(Records from a data source)
►
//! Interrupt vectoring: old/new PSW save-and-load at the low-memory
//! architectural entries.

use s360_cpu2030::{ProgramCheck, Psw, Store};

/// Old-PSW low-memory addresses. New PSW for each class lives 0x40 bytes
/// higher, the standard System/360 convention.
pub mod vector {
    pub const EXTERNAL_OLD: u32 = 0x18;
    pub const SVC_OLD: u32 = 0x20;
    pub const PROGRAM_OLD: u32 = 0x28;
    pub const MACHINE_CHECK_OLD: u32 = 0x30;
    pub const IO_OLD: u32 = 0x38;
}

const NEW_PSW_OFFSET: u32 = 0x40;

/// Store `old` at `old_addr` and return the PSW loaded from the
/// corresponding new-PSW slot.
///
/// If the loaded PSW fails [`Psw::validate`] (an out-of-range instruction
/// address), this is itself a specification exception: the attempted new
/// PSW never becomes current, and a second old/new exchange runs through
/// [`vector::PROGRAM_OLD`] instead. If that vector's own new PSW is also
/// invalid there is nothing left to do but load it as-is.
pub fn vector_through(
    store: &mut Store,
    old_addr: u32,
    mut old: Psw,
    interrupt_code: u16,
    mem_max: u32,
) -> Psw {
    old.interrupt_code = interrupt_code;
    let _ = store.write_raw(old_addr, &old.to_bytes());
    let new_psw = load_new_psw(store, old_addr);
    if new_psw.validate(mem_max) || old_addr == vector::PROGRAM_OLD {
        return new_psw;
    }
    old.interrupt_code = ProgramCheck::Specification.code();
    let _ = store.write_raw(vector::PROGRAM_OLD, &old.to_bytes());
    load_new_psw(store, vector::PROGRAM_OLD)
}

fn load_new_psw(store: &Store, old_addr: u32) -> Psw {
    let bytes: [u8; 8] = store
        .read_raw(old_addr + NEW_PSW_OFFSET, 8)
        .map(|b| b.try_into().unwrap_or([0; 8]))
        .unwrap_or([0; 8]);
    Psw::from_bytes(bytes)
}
◄
WORK TASK
Above are the entries; return each one exactly.

EXERCISE RESULT
//! Interrupt vectoring: old/new PSW save-and-load at the low-memory
//! architectural entries.

use s360_cpu2030::{ProgramCheck, Psw, Store};

/// Old-PSW low-memory addresses. New PSW for each class lives 0x40 bytes
/// higher, the standard System/360 convention.
pub mod vector {
    pub const EXTERNAL_OLD: u32 = 0x18;
    pub const SVC_OLD: u32 = 0x20;
    pub const PROGRAM_OLD: u32 = 0x28;
    pub const MACHINE_CHECK_OLD: u32 = 0x30;
    pub const IO_OLD: u32 = 0x38;
}

const NEW_PSW_OFFSET: u32 = 0x40;

/// Store `old` at `old_addr` and return the PSW loaded from the
/// corresponding new-PSW slot.
///
/// If the loaded PSW fails [`Psw::validate`] (an out-of-range instruction
/// address), this is itself a specification exception: the attempted new
/// PSW never becomes current, and a second old/new exchange runs through
/// [`vector::PROGRAM_OLD`] instead. If that vector's own new PSW is also
/// invalid there is nothing left to do but load it as-is.
pub fn vector_through(
    store: &mut Store,
    old_addr: u32,
    mut old: Psw,
    interrupt_code: u16,
    mem_max: u32,
) -> Psw {
    old.interrupt_code = interrupt_code;
    let _ = store.write_raw(old_addr, &old.to_bytes());
    let new_psw = load_new_psw(store, old_addr);
    if new_psw.validate(mem_max) || old_addr == vector::PROGRAM_OLD {
        return new_psw;
    }
    old.interrupt_code = ProgramCheck::Specification.code();
    let _ = store.write_raw(vector::PROGRAM_OLD, &old.to_bytes());
    load_new_psw(store, vector::PROGRAM_OLD)
}

fn load_new_psw(store: &Store, old_addr: u32) -> Psw {
    let bytes: [u8; 8] = store
        .read_raw(old_addr + NEW_PSW_OFFSET, 8)
        .map(|b| b.try_into().unwrap_or([0; 8]))
        .unwrap_or([0; 8]);
    Psw::from_bytes(bytes)
}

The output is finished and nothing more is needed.